#### Problem details
Both the line with "if let Some(index)" and the line with "sizer.set_class_name(SIZER_CLASS);" in the records below must appear in the output, along with every line between them, exactly and with nothing added.
*** Block opens ***
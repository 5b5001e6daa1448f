// Copyright 2025 the Vitrine Authors
// SPDX-License-Identifier: Apache-2.0 OR MIT

use std::cell::RefCell;
use std::rc::Rc;

use gloo::events::EventListener;
use kurbo::Size;
use tracing::debug;
use vitrine_lightbox::{Control, Key, Lightbox, LightboxError, LightboxId, Registry, SourceId};
use wasm_bindgen::{JsCast, JsValue};
use web_sys::{Document, Element, Event, HtmlImageElement, KeyboardEvent};

use crate::attrs::{
    FULL_SRC_ATTR, IMAGE_CLASS, RATIO_ATTR, SIZER_CLASS, WRAP_CLASS, source_spec_from_attrs,
};
use crate::dom::{
    ControlElements, DomSurface, DomViewport, SharedRegistry, WeakRegistry, with_lightbox,
};
use crate::options::{ElementTarget, WebLightboxOptions};

/// Custom window event announcing that page layout changed.
pub const LAYOUT_CHANGE_EVENT: &str = "afterLayoutChange";

fn js_error(err: LightboxError) -> JsValue {
    JsValue::from_str(&err.to_string())
}

fn busy_registry() -> JsValue {
    JsValue::from_str("lightbox registry is busy")
}

fn document() -> Result<Document, JsValue> {
    web_sys::window()
        .and_then(|window| window.document())
        .ok_or_else(|| JsValue::from_str("lightbox requires a window with a document"))
}

fn resolve(document: &Document, target: &ElementTarget) -> Result<Vec<Element>, JsValue> {
    match target {
        ElementTarget::Selector(selector) => {
            let nodes = document.query_selector_all(selector)?;
            let mut elements = Vec::with_capacity(nodes.length() as usize);
            for index in 0..nodes.length() {
                if let Some(element) = nodes
                    .item(index)
                    .and_then(|node| node.dyn_into::<Element>().ok())
                {
                    elements.push(element);
                }
            }
            Ok(elements)
        }
        ElementTarget::Elements(elements) => Ok(elements.clone()),
    }
}

fn resolve_control(
    document: &Document,
    target: Option<&ElementTarget>,
) -> Result<ControlElements, JsValue> {
    match target {
        Some(target) => Ok(resolve(document, target)?.into_iter().collect()),
        None => Ok(ControlElements::new()),
    }
}

fn create_wrap(document: &Document) -> Result<Element, JsValue> {
    let wrap = document.create_element("div")?;
    wrap.set_class_name(WRAP_CLASS);
    document
        .body()
        .ok_or_else(|| JsValue::from_str("lightbox requires a document body"))?
        .append_child(&wrap)?;
    Ok(wrap)
}

fn is_enter(event: &Event) -> bool {
    event
        .dyn_ref::<KeyboardEvent>()
        .is_some_and(|event| Key::from_dom(&event.key()) == Some(Key::Enter))
}

/// Builds a lightbox over page markup and registers it.
///
/// Triggers are read once, in document order; each must carry a
/// `data-full-src` attribute and may carry `data-ratio`. A sizing container
/// and image element are appended to the wrap, and all element listeners are
/// bound here. Page-wide listeners are installed separately with
/// [`install_global_listeners`].
///
/// Fails without touching the page if a trigger lacks its URL or if
/// `registry` is borrowed, e.g. when called from inside a change callback.
pub fn create_lightbox(
    registry: &SharedRegistry,
    options: WebLightboxOptions,
) -> Result<LightboxId, JsValue> {
    let document = document()?;

    let sources = resolve(&document, &options.source)?;
    let specs: Vec<_> = sources
        .iter()
        .map(|element| {
            source_spec_from_attrs(
                element.get_attribute(FULL_SRC_ATTR).as_deref(),
                element.get_attribute(RATIO_ATTR).as_deref(),
            )
        })
        .collect();
    // Validate before touching the page.
    if let Some(index) = specs.iter().position(|spec| spec.url.is_none()) {
        return Err(js_error(LightboxError::MissingUrl { index }));
    }
    let id = registry.try_borrow().map_err(|_| busy_registry())?.next_id();

    let wrap = match &options.wrap {
        Some(target) => resolve(&document, target)?
            .into_iter()
            .next()
            .ok_or_else(|| JsValue::from_str("lightbox wrap matched no element"))?,
        None => create_wrap(&document)?,
    };
    let sizer = document.create_element("div")?;
    sizer.set_class_name(SIZER_CLASS);
    wrap.append_child(&sizer)?;
    let image: HtmlImageElement = document.create_element("img")?.dyn_into()?;
    image.set_class_name(IMAGE_CLASS);
    sizer.append_child(&image)?;

    let close = resolve_control(&document, options.close.as_ref())?;
    let prev = resolve_control(&document, options.prev.as_ref())?;
    let next = resolve_control(&document, options.next.as_ref())?;

    let weak = Rc::downgrade(registry);
    let add_tab_index = options.lightbox.add_tab_index;

    let mut listeners = Vec::new();
    bind_overlay(&mut listeners, &weak, id, &wrap, &image);
    for (control, elements) in [
        (Control::Close, &close),
        (Control::Prev, &prev),
        (Control::Next, &next),
    ] {
        for element in elements {
            bind_control(&mut listeners, &weak, id, control, element);
        }
    }
    for (index, element) in sources.iter().enumerate() {
        bind_trigger(
            &mut listeners,
            &weak,
            id,
            SourceId::new(index),
            element,
            add_tab_index,
        );
    }

    let surface = DomSurface {
        id,
        registry: weak,
        wrap,
        image,
        close,
        prev,
        next,
        sources,
        key_listener: None,
        swap_timer: None,
        listeners,
    };
    let lightbox = Lightbox::new(surface, DomViewport, specs, options.lightbox).map_err(js_error)?;
    let registered = registry
        .try_borrow_mut()
        .map_err(|_| busy_registry())?
        .register(lightbox);
    debug_assert_eq!(registered, id, "registry handed out another id meanwhile");
    debug!(lightbox = id.index(), "lightbox bound to page");
    Ok(registered)
}

fn bind_overlay(
    listeners: &mut Vec<EventListener>,
    registry: &WeakRegistry,
    id: LightboxId,
    wrap: &Element,
    image: &HtmlImageElement,
) {
    let weak = registry.clone();
    listeners.push(EventListener::new(wrap, "click", move |_| {
        with_lightbox(&weak, id, Lightbox::hide);
    }));

    listeners.push(EventListener::new(image, "click", |event| {
        event.stop_propagation();
    }));

    let weak = registry.clone();
    let loaded = image.clone();
    listeners.push(EventListener::new(image, "load", move |_| {
        let natural = Size::new(
            f64::from(loaded.natural_width()),
            f64::from(loaded.natural_height()),
        );
        with_lightbox(&weak, id, |lightbox| lightbox.image_loaded(Some(natural)));
    }));
}

fn bind_control(
    listeners: &mut Vec<EventListener>,
    registry: &WeakRegistry,
    id: LightboxId,
    control: Control,
    element: &Element,
) {
    let weak = registry.clone();
    listeners.push(EventListener::new(element, "click", move |event| {
        event.stop_propagation();
        with_lightbox(&weak, id, |lightbox| {
            if let Err(err) = lightbox.activate_control(control) {
                debug!(%err, ?control, "control ignored");
            }
        });
    }));

    if control == Control::Close {
        return;
    }
    let weak = registry.clone();
    listeners.push(EventListener::new(element, "keydown", move |event| {
        if !is_enter(event) {
            return;
        }
        // Buttons would also synthesize a click.
        event.prevent_default();
        with_lightbox(&weak, id, |lightbox| {
            if let Err(err) = lightbox.activate_control(control) {
                debug!(%err, ?control, "control ignored");
            }
        });
    }));
}

fn bind_trigger(
    listeners: &mut Vec<EventListener>,
    registry: &WeakRegistry,
    id: LightboxId,
    source: SourceId,
    element: &Element,
    keyboard: bool,
) {
    let weak = registry.clone();
    listeners.push(EventListener::new(element, "click", move |event| {
        event.prevent_default();
        with_lightbox(&weak, id, |lightbox| {
            if let Err(err) = lightbox.show(source) {
                debug!(%err, "trigger ignored");
            }
        });
    }));

    if !keyboard {
        return;
    }
    let weak = registry.clone();
    listeners.push(EventListener::new(element, "keydown", move |event| {
        if !is_enter(event) {
            return;
        }
        event.prevent_default();
        with_lightbox(&weak, id, |lightbox| {
            if let Err(err) = lightbox.activate_source(source) {
                debug!(%err, "trigger ignored");
            }
        });
    }));
}

/// Creates an empty registry for a page.
#[must_use]
pub fn new_registry() -> SharedRegistry {
    Rc::new(RefCell::new(Registry::new()))
}

/// Page-wide listeners feeding a registry. Dropping this detaches them.
#[derive(Debug)]
pub struct GlobalListeners {
    _listeners: [EventListener; 3],
}

/// Routes layout changes and arrow keys to every lightbox in `registry`.
///
/// Both the custom `afterLayoutChange` event and window `resize` re-fit
/// every lightbox; left/right arrow `keyup` navigates the shown ones.
pub fn install_global_listeners(registry: &SharedRegistry) -> Result<GlobalListeners, JsValue> {
    let window = web_sys::window().ok_or_else(|| JsValue::from_str("no window"))?;

    let relayout = |registry: &SharedRegistry| {
        let weak = Rc::downgrade(registry);
        move |_: &Event| {
            if let Some(registry) = weak.upgrade() {
                if let Ok(mut registry) = registry.try_borrow_mut() {
                    registry.layout_changed();
                }
            }
        }
    };

    let weak = Rc::downgrade(registry);
    let keys = EventListener::new(&window, "keyup", move |event| {
        let Some(event) = event.dyn_ref::<KeyboardEvent>() else {
            return;
        };
        let Some(key @ Key::Arrow(_)) = Key::from_dom(&event.code()) else {
            return;
        };
        if let Some(registry) = weak.upgrade() {
            if let Ok(mut registry) = registry.try_borrow_mut() {
                registry.key_released(key);
            }
        }
    });

    Ok(GlobalListeners {
        _listeners: [
            EventListener::new(&window, LAYOUT_CHANGE_EVENT, relayout(registry)),
            EventListener::new(&window, "resize", relayout(registry)),
            keys,
        ],
    })
}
*** Block closes ***
#### Response
    if let Some(index) = specs.iter().position(|spec| spec.url.is_none()) {
        return Err(js_error(LightboxError::MissingUrl { index }));
    }
    let id = registry.try_borrow().map_err(|_| busy_registry())?.next_id();

    let wrap = match &options.wrap {
        Some(target) => resolve(&document, target)?
            .into_iter()
            .next()
            .ok_or_else(|| JsValue::from_str("lightbox wrap matched no element"))?,
        None => create_wrap(&document)?,
    };
    let sizer = document.create_element("div")?;
    sizer.set_class_name(SIZER_CLASS);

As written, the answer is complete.